* Task details: Whatever appears in the records should be given again exactly, down to the last mark.

* Records shown:

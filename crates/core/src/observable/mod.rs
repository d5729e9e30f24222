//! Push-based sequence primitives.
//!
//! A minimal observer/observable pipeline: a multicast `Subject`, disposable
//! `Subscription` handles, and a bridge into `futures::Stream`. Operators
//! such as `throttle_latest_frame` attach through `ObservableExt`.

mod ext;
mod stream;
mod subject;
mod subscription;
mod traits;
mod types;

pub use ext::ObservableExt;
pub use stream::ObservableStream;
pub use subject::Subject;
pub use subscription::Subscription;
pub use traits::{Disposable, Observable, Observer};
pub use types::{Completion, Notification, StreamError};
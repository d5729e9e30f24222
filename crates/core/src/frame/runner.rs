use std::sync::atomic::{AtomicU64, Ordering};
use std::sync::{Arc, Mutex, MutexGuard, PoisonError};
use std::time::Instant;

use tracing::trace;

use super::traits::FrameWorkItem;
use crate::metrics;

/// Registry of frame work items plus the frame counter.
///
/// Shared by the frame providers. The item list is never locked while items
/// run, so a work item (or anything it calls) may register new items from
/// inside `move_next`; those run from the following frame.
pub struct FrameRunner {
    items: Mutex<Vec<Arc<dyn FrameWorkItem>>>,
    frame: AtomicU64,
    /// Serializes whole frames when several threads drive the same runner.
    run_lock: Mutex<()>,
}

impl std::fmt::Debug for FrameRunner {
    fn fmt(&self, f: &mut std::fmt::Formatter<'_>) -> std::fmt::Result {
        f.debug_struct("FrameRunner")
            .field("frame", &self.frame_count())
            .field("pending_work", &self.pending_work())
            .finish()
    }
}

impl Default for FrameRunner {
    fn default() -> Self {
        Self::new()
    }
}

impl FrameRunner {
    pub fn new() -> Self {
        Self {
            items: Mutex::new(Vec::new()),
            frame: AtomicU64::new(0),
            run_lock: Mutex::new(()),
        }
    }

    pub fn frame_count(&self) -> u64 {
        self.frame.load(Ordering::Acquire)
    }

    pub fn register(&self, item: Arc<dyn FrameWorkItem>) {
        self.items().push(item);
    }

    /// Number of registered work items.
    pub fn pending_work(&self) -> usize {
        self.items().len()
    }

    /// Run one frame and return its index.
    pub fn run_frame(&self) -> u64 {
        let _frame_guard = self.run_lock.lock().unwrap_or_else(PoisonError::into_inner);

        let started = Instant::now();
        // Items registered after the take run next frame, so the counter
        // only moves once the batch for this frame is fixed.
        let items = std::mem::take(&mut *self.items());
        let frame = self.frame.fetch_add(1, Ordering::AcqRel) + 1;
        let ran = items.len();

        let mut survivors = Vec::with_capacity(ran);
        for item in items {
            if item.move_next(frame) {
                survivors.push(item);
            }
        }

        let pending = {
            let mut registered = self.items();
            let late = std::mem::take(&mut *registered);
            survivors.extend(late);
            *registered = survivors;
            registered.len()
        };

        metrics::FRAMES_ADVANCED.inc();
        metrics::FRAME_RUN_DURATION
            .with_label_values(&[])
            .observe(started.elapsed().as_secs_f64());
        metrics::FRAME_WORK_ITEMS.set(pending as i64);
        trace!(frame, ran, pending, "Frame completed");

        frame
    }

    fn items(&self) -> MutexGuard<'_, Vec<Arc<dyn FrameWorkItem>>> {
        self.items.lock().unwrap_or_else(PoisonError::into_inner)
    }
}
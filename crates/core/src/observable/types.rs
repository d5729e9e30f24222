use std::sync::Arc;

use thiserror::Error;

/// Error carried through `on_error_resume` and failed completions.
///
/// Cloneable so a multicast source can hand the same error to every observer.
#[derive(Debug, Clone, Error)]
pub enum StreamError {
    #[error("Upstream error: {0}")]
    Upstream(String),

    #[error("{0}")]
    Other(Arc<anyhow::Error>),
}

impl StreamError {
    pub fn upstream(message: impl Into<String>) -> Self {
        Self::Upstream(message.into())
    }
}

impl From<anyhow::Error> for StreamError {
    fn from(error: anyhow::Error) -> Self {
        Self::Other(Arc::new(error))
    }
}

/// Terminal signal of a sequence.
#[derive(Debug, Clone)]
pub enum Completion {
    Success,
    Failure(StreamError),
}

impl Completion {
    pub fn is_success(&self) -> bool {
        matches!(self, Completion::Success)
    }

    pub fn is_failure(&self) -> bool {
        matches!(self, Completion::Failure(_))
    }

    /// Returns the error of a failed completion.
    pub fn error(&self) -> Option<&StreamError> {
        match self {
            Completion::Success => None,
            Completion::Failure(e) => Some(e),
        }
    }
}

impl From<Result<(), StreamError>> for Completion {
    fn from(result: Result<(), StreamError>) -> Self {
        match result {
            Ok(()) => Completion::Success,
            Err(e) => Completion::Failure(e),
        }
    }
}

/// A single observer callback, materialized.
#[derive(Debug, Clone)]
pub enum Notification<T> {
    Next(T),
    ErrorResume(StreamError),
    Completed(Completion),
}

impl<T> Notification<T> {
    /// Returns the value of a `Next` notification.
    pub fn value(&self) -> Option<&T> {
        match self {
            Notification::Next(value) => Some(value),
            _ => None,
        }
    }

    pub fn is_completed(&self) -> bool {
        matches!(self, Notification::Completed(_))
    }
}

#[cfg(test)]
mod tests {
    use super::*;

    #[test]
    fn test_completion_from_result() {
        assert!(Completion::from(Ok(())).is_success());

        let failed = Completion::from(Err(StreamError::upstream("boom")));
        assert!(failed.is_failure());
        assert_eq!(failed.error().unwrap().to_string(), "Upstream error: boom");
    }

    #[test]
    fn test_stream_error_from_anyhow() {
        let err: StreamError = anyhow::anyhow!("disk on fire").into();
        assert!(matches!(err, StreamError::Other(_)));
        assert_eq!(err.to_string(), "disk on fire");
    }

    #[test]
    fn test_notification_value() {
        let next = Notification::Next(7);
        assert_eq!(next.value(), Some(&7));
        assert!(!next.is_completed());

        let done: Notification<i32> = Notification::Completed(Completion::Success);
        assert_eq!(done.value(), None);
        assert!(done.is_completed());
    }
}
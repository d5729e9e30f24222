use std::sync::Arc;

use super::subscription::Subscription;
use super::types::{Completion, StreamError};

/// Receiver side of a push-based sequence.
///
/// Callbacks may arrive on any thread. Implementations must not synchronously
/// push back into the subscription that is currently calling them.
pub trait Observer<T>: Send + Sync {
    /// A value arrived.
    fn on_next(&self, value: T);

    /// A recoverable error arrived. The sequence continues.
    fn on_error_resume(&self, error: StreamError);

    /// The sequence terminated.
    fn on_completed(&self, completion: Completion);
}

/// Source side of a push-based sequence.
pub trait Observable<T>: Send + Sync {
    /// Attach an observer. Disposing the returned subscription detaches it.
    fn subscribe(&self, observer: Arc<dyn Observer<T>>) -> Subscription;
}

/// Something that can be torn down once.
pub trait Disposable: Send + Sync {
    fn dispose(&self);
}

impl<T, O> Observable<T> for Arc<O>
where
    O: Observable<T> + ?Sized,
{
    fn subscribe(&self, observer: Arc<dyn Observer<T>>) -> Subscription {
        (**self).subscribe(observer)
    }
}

* Written response:
filename crates/core/src/observable/mod.rs
repository d5729e9e30f24222
//! Push-based sequence primitives.
//!
//! A minimal observer/observable pipeline: a multicast `Subject`, disposable
//! `Subscription` handles, and a bridge into `futures::Stream`. Operators
//! such as `throttle_latest_frame` attach through `ObservableExt`.

mod ext;
mod stream;
mod subject;
mod subscription;
mod traits;
mod types;

pub use ext::ObservableExt;
pub use stream::ObservableStream;
pub use subject::Subject;
pub use subscription::Subscription;
pub use traits::{Disposable, Observable, Observer};
pub use types::{Completion, Notification, StreamError};
repository d5729e9e30f24222
filename crates/core/src/frame/runner.rs
use std::sync::atomic::{AtomicU64, Ordering};
use std::sync::{Arc, Mutex, MutexGuard, PoisonError};
use std::time::Instant;

use tracing::trace;

use super::traits::FrameWorkItem;
use crate::metrics;

/// Registry of frame work items plus the frame counter.
///
/// Shared by the frame providers. The item list is never locked while items
/// run, so a work item (or anything it calls) may register new items from
/// inside `move_next`; those run from the following frame.
pub struct FrameRunner {
    items: Mutex<Vec<Arc<dyn FrameWorkItem>>>,
    frame: AtomicU64,
    /// Serializes whole frames when several threads drive the same runner.
    run_lock: Mutex<()>,
}

impl std::fmt::Debug for FrameRunner {
    fn fmt(&self, f: &mut std::fmt::Formatter<'_>) -> std::fmt::Result {
        f.debug_struct("FrameRunner")
            .field("frame", &self.frame_count())
            .field("pending_work", &self.pending_work())
            .finish()
    }
}

impl Default for FrameRunner {
    fn default() -> Self {
        Self::new()
    }
}

impl FrameRunner {
    pub fn new() -> Self {
        Self {
            items: Mutex::new(Vec::new()),
            frame: AtomicU64::new(0),
            run_lock: Mutex::new(()),
        }
    }

    pub fn frame_count(&self) -> u64 {
        self.frame.load(Ordering::Acquire)
    }

    pub fn register(&self, item: Arc<dyn FrameWorkItem>) {
        self.items().push(item);
    }

    /// Number of registered work items.
    pub fn pending_work(&self) -> usize {
        self.items().len()
    }

    /// Run one frame and return its index.
    pub fn run_frame(&self) -> u64 {
        let _frame_guard = self.run_lock.lock().unwrap_or_else(PoisonError::into_inner);

        let started = Instant::now();
        // Items registered after the take run next frame, so the counter
        // only moves once the batch for this frame is fixed.
        let items = std::mem::take(&mut *self.items());
        let frame = self.frame.fetch_add(1, Ordering::AcqRel) + 1;
        let ran = items.len();

        let mut survivors = Vec::with_capacity(ran);
        for item in items {
            if item.move_next(frame) {
                survivors.push(item);
            }
        }

        let pending = {
            let mut registered = self.items();
            let late = std::mem::take(&mut *registered);
            survivors.extend(late);
            *registered = survivors;
            registered.len()
        };

        metrics::FRAMES_ADVANCED.inc();
        metrics::FRAME_RUN_DURATION
            .with_label_values(&[])
            .observe(started.elapsed().as_secs_f64());
        metrics::FRAME_WORK_ITEMS.set(pending as i64);
        trace!(frame, ran, pending, "Frame completed");

        frame
    }

    fn items(&self) -> MutexGuard<'_, Vec<Arc<dyn FrameWorkItem>>> {
        self.items.lock().unwrap_or_else(PoisonError::into_inner)
    }
}
filename crates/core/src/observable/types.rs
repository d5729e9e30f24222
use std::sync::Arc;

use thiserror::Error;

/// Error carried through `on_error_resume` and failed completions.
///
/// Cloneable so a multicast source can hand the same error to every observer.
#[derive(Debug, Clone, Error)]
pub enum StreamError {
    #[error("Upstream error: {0}")]
    Upstream(String),

    #[error("{0}")]
    Other(Arc<anyhow::Error>),
}

impl StreamError {
    pub fn upstream(message: impl Into<String>) -> Self {
        Self::Upstream(message.into())
    }
}

impl From<anyhow::Error> for StreamError {
    fn from(error: anyhow::Error) -> Self {
        Self::Other(Arc::new(error))
    }
}

/// Terminal signal of a sequence.
#[derive(Debug, Clone)]
pub enum Completion {
    Success,
    Failure(StreamError),
}

impl Completion {
    pub fn is_success(&self) -> bool {
        matches!(self, Completion::Success)
    }

    pub fn is_failure(&self) -> bool {
        matches!(self, Completion::Failure(_))
    }

    /// Returns the error of a failed completion.
    pub fn error(&self) -> Option<&StreamError> {
        match self {
            Completion::Success => None,
            Completion::Failure(e) => Some(e),
        }
    }
}

impl From<Result<(), StreamError>> for Completion {
    fn from(result: Result<(), StreamError>) -> Self {
        match result {
            Ok(()) => Completion::Success,
            Err(e) => Completion::Failure(e),
        }
    }
}

/// A single observer callback, materialized.
#[derive(Debug, Clone)]
pub enum Notification<T> {
    Next(T),
    ErrorResume(StreamError),
    Completed(Completion),
}

impl<T> Notification<T> {
    /// Returns the value of a `Next` notification.
    pub fn value(&self) -> Option<&T> {
        match self {
            Notification::Next(value) => Some(value),
            _ => None,
        }
    }

    pub fn is_completed(&self) -> bool {
        matches!(self, Notification::Completed(_))
    }
}

#[cfg(test)]
mod tests {
    use super::*;

    #[test]
    fn test_completion_from_result() {
        assert!(Completion::from(Ok(())).is_success());

        let failed = Completion::from(Err(StreamError::upstream("boom")));
        assert!(failed.is_failure());
        assert_eq!(failed.error().unwrap().to_string(), "Upstream error: boom");
    }

    #[test]
    fn test_stream_error_from_anyhow() {
        let err: StreamError = anyhow::anyhow!("disk on fire").into();
        assert!(matches!(err, StreamError::Other(_)));
        assert_eq!(err.to_string(), "disk on fire");
    }

    #[test]
    fn test_notification_value() {
        let next = Notification::Next(7);
        assert_eq!(next.value(), Some(&7));
        assert!(!next.is_completed());

        let done: Notification<i32> = Notification::Completed(Completion::Success);
        assert_eq!(done.value(), None);
        assert!(done.is_completed());
    }
}
repository d5729e9e30f24222
use std::sync::Arc;

use super::subscription::Subscription;
use super::types::{Completion, StreamError};

/// Receiver side of a push-based sequence.
///
/// Callbacks may arrive on any thread. Implementations must not synchronously
/// push back into the subscription that is currently calling them.
pub trait Observer<T>: Send + Sync {
    /// A value arrived.
    fn on_next(&self, value: T);

    /// A recoverable error arrived. The sequence continues.
    fn on_error_resume(&self, error: StreamError);

    /// The sequence terminated.
    fn on_completed(&self, completion: Completion);
}

/// Source side of a push-based sequence.
pub trait Observable<T>: Send + Sync {
    /// Attach an observer. Disposing the returned subscription detaches it.
    fn subscribe(&self, observer: Arc<dyn Observer<T>>) -> Subscription;
}

/// Something that can be torn down once.
pub trait Disposable: Send + Sync {
    fn dispose(&self);
}

impl<T, O> Observable<T> for Arc<O>
where
    O: Observable<T> + ?Sized,
{
    fn subscribe(&self, observer: Arc<dyn Observer<T>>) -> Subscription {
        (**self).subscribe(observer)
    }
}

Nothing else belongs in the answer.